# TRACKING FORECAST MEMORIES IN STOCHASTIC DECODERS

Saeed Sharifi Tehrani, Ali Naderi, Guy-Armand Kamendje, Shie Mannor, and Warren J. Gross

Department of Electrical and Computer Engineering

McGill University, Montreal, Quebec, Canada

e-mail:{sshari9,shie,wjgross}@ece.mcgill.ca, ali.naderi@mail.mcgill.ca, gkamendje@cim.mcgill.ca

# ABSTRACT

This paper proposes Tracking Forecast Memories (TFMs) as a novel method for implementing re-randomization and decorrelation of stochastic bit streams in stochastic channel decoders. We show that TFMs are able to achieve decoding performance similar to that of the previous methods in the literature (i.e., edge memories or EMs), but they exhibit much lower hardware complexity. TFMs significantly reduce the area requirements of ASIC implementations of stochastic decoders.

*Index Terms*— Iterative (channel) decoding, stochastic decoding, low-density parity-check codes, ASIC.

#### 1. INTRODUCTION

LDPC codes are one of the most powerful classes of errorcorrecting codes known to date. These codes are able to provide decoding performance approaching the Shannon capacity limit [1] and have been considered for recent digital communication standards including IEEE 802.3an (10GBASE-T), IEEE 802.16 (WiMAX), and IEEE 802.11n (WiFi). LDPC codes can be iteratively decoded using the well-known Sum-Product Algorithm (SPA) or its approximation, the min-sum algorithm. The SPA is a message passing algorithm in which two types of processing nodes, known as variable nodes (VNs) and parity-check nodes (PNs), iteratively exchange their beliefs (in the form of probability messages) about the correctness of the received symbols from the channel. The connections between VNs and PNs are defined by the parity-check matrix of the code. This can be also graphically described by a bipartite factor graph [2] (see Fig. 1). Despite the excellent performance of LDPC codes under the SPA, the hardware complexity of SPA is high and hence low-complexity LDPC decoding has been a focal point of research in recent years.

Stochastic decoding [3] is a newly proposed approach for low-complexity iterative decoding of error-correcting codes on graphs. In this approach, probability messages are encoded into streams of bits using Bernoulli sequences in a way that the likelihood of observing a '1' in a stream is equal to the encoded probability. For example, for an (encoded) probability of 0.9, the likelihood of observing a '1' is 0.9 and the likelihood of observing a '0' in the stream is 0.1. The stochastic representation results in simple hardware structure for VNs and PNs. More importantly, because of its bit-serial nature, stochastic representation significantly reduces the number of wires between VNs and PNs. These advantages are key in the case of fully-parallel LDPC decoders where the number of processing nodes is high and the routing congestion (caused by complex interconnections between nodes) is a major problem (see [4–6]).

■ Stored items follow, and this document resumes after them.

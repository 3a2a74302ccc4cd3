//! Game status queries built on check and move availability.

use chess_core::Color;
use serde::{Deserialize, Serialize};

use crate::{Board, BoardError};

/// The state of play for the side to move.
#[derive(Debug, Clone, Copy, PartialEq, Eq, Hash, Serialize, Deserialize)]
pub enum GameStatus {
    /// Not in check, with at least one legal move.
    Ongoing,
    /// In check, with at least one legal response.
    Check,
    /// In check with no legal move.
    Checkmate,
    /// Not in check, yet no legal move.
    Stalemate,
}

impl GameStatus {
    /// Returns true if the side to move has no legal move.
    pub const fn is_terminal(self) -> bool {
        matches!(self, GameStatus::Checkmate | GameStatus::Stalemate)
    }
}

/// Result of a finished game.
#[derive(Debug, Clone, Copy, PartialEq, Eq, Hash, Serialize, Deserialize)]
pub enum GameResult {
    /// White wins by checkmate.
    WhiteWins,
    /// Black wins by checkmate.
    BlackWins,
    /// Drawn by stalemate.
    Draw,
}

impl GameResult {
    /// The result when `color` has been checkmated.
    pub const fn loss_for(color: Color) -> Self {
        match color {
            Color::White => GameResult::BlackWins,
            Color::Black => GameResult::WhiteWins,
        }
    }
}

impl Board {
    /// Classifies the position for `color`, the side to move.
    pub fn status(&self, color: Color) -> Result<GameStatus, BoardError> {
        let in_check = self.king_in_check(color)?;
        let can_move = self.has_legal_moves(color)?;
        Ok(match (in_check, can_move) {
            (false, true) => GameStatus::Ongoing,
            (true, true) => GameStatus::Check,
            (true, false) => GameStatus::Checkmate,
            (false, false) => GameStatus::Stalemate,
        })
    }

    /// The game result if `color`, the side to move, cannot continue.
    ///
    /// A stalemate counts as a draw only when
    /// [`RulesConfig::stalemate_is_draw`](crate::RulesConfig) is set;
    /// otherwise it leaves the game undecided.
    pub fn outcome(&self, color: Color) -> Result<Option<GameResult>, BoardError> {
        Ok(match self.status(color)? {
            GameStatus::Checkmate => Some(GameResult::loss_for(color)),
            GameStatus::Stalemate if self.config().stalemate_is_draw => Some(GameResult::Draw),
            _ => None,
        })
    }
}

#[cfg(test)]
mod tests {
    use super::*;
    use crate::RulesConfig;

    const FOOLS_MATE: &str = "rnb1kbnr/pppp1ppp/8/4p3/6Pq/5P2/PPPPP2P/RNBQKBNR w KQkq - 1 3";
    const STALEMATE: &str = "7k/5Q2/6K1/8/8/8/8/8 b - - 0 1";

    #[test]
    fn new_game_is_ongoing() {
        let board = Board::setup();
        assert_eq!(board.status(Color::White).unwrap(), GameStatus::Ongoing);
        assert_eq!(board.outcome(Color::White).unwrap(), None);
    }

    #[test]
    fn checkmate_fools_mate() {
        let board = Board::from_fen(FOOLS_MATE).unwrap();
        assert_eq!(board.status(Color::White).unwrap(), GameStatus::Checkmate);
        assert!(board.king_in_checkmate(Color::White).unwrap());
        assert_eq!(
            board.outcome(Color::White).unwrap(),
            Some(GameResult::BlackWins)
        );
    }

    #[test]
    fn check_with_escape() {
        let board = Board::from_fen("4k3/8/8/8/8/8/8/r3K3 w - - 0 1").unwrap();
        assert_eq!(board.status(Color::White).unwrap(), GameStatus::Check);
        assert!(!board.king_in_checkmate(Color::White).unwrap());
        assert_eq!(board.outcome(Color::White).unwrap(), None);
    }

    #[test]
    fn stalemate() {
        let board = Board::from_fen(STALEMATE).unwrap();
        assert_eq!(board.status(Color::Black).unwrap(), GameStatus::Stalemate);
        assert!(board.king_in_stalemate(Color::Black).unwrap());
        assert!(!board.king_in_checkmate(Color::Black).unwrap());
        assert_eq!(board.outcome(Color::Black).unwrap(), Some(GameResult::Draw));
    }

    #[test]
    fn stalemate_without_draw_rule() {
        let config = RulesConfig {
            stalemate_is_draw: false,
            ..RulesConfig::default()
        };
        let board = Board::from_fen_with_config(STALEMATE, config).unwrap();
        assert!(board.status(Color::Black).unwrap().is_terminal());
        assert_eq!(board.outcome(Color::Black).unwrap(), None);
    }

    #[test]
    fn loss_for() {
        assert_eq!(GameResult::loss_for(Color::White), GameResult::BlackWins);
        assert_eq!(GameResult::loss_for(Color::Black), GameResult::WhiteWins);
    }
}
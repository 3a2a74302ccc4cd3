//! Perft (performance test) for move generator validation.
//!
//! Perft counts the number of leaf nodes at a given depth, which can be
//! compared against known-correct values to validate the move generator.
//! Moves are played on the board and undone again, so a completed run also
//! exercises the undo path.

use chess_core::Color;

use super::{legal_plies, Ply};
use crate::{Board, BoardError};

/// Counts the leaf nodes `depth` plies below the current position, with
/// `color` to move.
pub fn perft(board: &mut Board, color: Color, depth: u32) -> Result<u64, BoardError> {
    if depth == 0 {
        return Ok(1);
    }

    let plies = legal_plies(board, color)?;
    if depth == 1 {
        return Ok(plies.len() as u64);
    }

    let mut nodes = 0u64;
    for ply in &plies {
        play(board, ply)?;
        nodes += perft(board, color.opposite(), depth - 1)?;
        board.undo_last_move()?;
    }
    Ok(nodes)
}

/// Perft with divide: the node count below each root move, sorted by move.
/// Useful for finding which move has an incorrect count.
pub fn perft_divide(
    board: &mut Board,
    color: Color,
    depth: u32,
) -> Result<Vec<(String, u64)>, BoardError> {
    let plies = legal_plies(board, color)?;
    let mut results = Vec::with_capacity(plies.len());

    for ply in &plies {
        play(board, ply)?;
        let nodes = if depth > 1 {
            perft(board, color.opposite(), depth - 1)?
        } else {
            1
        };
        board.undo_last_move()?;
        results.push((ply.mv.to_coordinates(), nodes));
    }

    results.sort_by(|a, b| a.0.cmp(&b.0));
    Ok(results)
}

fn play(board: &mut Board, ply: &Ply) -> Result<(), BoardError> {
    board.apply(ply.piece, ply.mv.to, ply.direction)?;
    if let Some(kind) = ply.mv.promotion {
        board.promote_pawn(kind)?;
    }
    Ok(())
}
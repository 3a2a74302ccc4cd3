//! Chess rules engine with reversible move application.
//!
//! This crate provides:
//! - [`Board`] - cells, pieces, the living-piece registry and move history
//! - [`MoveSet`] - legal moves of one piece, grouped by direction
//! - Check, checkmate and stalemate detection ([`GameStatus`])
//! - Castling, en passant and promotion ([`CastleSide`], [`Board::promote_pawn`])
//! - Perft for validating the move generator
//!
//! # Architecture
//!
//! Pieces live in an arena owned by the board and are addressed by
//! [`PieceId`]. A [`Cell`] holds the id of its occupant; a [`Piece`] holds
//! its square. Every move is recorded in the [`MoveHistory`] with enough
//! information to reverse it exactly, including captures, the castling rook
//! and promotions.
//!
//! Move generation is two-staged: pseudo-legal moves are produced from each
//! kind's static direction template, then every candidate is played on an
//! independent copy of the board and dropped if it leaves the mover's king
//! in check.
//!
//! # Example
//!
//! ```
//! use chess_core::{Color, Square};
//! use chess_engine::{Board, GameStatus};
//!
//! let mut board = Board::setup();
//! println!("Legal moves from starting position: {}", board.legal_moves(Color::White).unwrap().len());
//!
//! let e2 = Square::from_algebraic("e2").unwrap();
//! let e4 = Square::from_algebraic("e4").unwrap();
//! let pawn = board.piece_at(e2).unwrap().id();
//! board.move_piece(pawn, e2, e4).unwrap();
//! assert_eq!(board.status(Color::Black).unwrap(), GameStatus::Ongoing);
//!
//! board.undo_last_move().unwrap();
//! assert_eq!(board, Board::setup());
//! ```

mod board;
mod cell;
mod config;
mod error;
mod history;
pub mod movegen;
mod piece;
mod rules;
mod special;

pub use board::Board;
pub use cell::Cell;
pub use config::{ConfigError, RulesConfig};
pub use error::BoardError;
pub use history::{Capture, MoveHistory, MoveRecord, Promotion, RookShift};
pub use movegen::perft::{perft, perft_divide};
pub use movegen::{
    generate_legal_moves, generate_moves, is_square_attacked, king_in_check, legal_moves,
    verify_moves, MoveSet,
};
pub use piece::{Piece, PieceId};
pub use rules::{GameResult, GameStatus};
pub use special::CastleSide;
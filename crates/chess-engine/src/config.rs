//! Rules configuration, loadable from TOML.

use serde::{Deserialize, Serialize};
use std::path::Path;
use thiserror::Error;

/// Errors that can occur when loading a rules configuration.
#[derive(Error, Debug)]
pub enum ConfigError {
    /// Failed to read the configuration file from disk.
    #[error("failed to read config file: {0}")]
    Read(#[from] std::io::Error),
    /// The file is not valid TOML for [`RulesConfig`].
    #[error("failed to parse config: {0}")]
    Parse(#[from] toml::de::Error),
}

/// Switches for rule decisions the engine leaves to the host.
///
/// ```toml
/// stalemate_is_draw = true
/// verify_invariants = false
/// ```
#[derive(Debug, Clone, Copy, PartialEq, Eq, Serialize, Deserialize)]
#[serde(default)]
pub struct RulesConfig {
    /// Report a stalemate as a drawn game. When false the position is still
    /// detected as stalemate but [`Board::outcome`](crate::Board::outcome)
    /// leaves the game undecided.
    pub stalemate_is_draw: bool,
    /// Re-check the board's structural invariants after every live move and
    /// undo.
    pub verify_invariants: bool,
}

impl Default for RulesConfig {
    fn default() -> Self {
        RulesConfig {
            stalemate_is_draw: true,
            verify_invariants: false,
        }
    }
}

impl RulesConfig {
    /// Parses a configuration from TOML text. Missing keys take their
    /// defaults.
    pub fn from_toml_str(text: &str) -> Result<Self, ConfigError> {
        Ok(toml::from_str(text)?)
    }

    /// Loads the configuration from `path`, falling back to the defaults
    /// when the file does not exist.
    pub fn load(path: impl AsRef<Path>) -> Result<Self, ConfigError> {
        let path = path.as_ref();
        if !path.exists() {
            tracing::debug!(path = %path.display(), "no rules config, using defaults");
            return Ok(Self::default());
        }
        let text = std::fs::read_to_string(path)?;
        Self::from_toml_str(&text)
    }
}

Stochastic decoding is, however, prone to the latching problem [7, 8]. It has been observed that cycles in a code graph correlate stochastic messages in a way that a group of nodes stick into fixed states for several decoding iterations and dramatically corrupt the convergence of the decoder (see [8]). The latching problem prevented early stochastic methods from being applied to practical LDPC codes. To overcome this problem, the concept of edge memories (EMs) was introduced in [8]. EMs are assigned to outgoing edges of VNs in a factor graph (see Fig. 1) and are used to rerandomize and hence decorrelate stochastic streams. EMs significantly reduce the chance of latching in the decoder enabled demonstrations of stochastic LDPC decoding of practical LDPC codes. The potential of EM-based stochastic decoding for high-throughput LDPC decoder hardware implementations was recently validated in [6]. The stochastic LDPC decoder in [6] is able to provide a maximum throughput of 1.66 Gb/s. The EM-based stochastic decoding method was also extended to the important classes of BCH, Reed-Solomon and Turbo product codes in [9].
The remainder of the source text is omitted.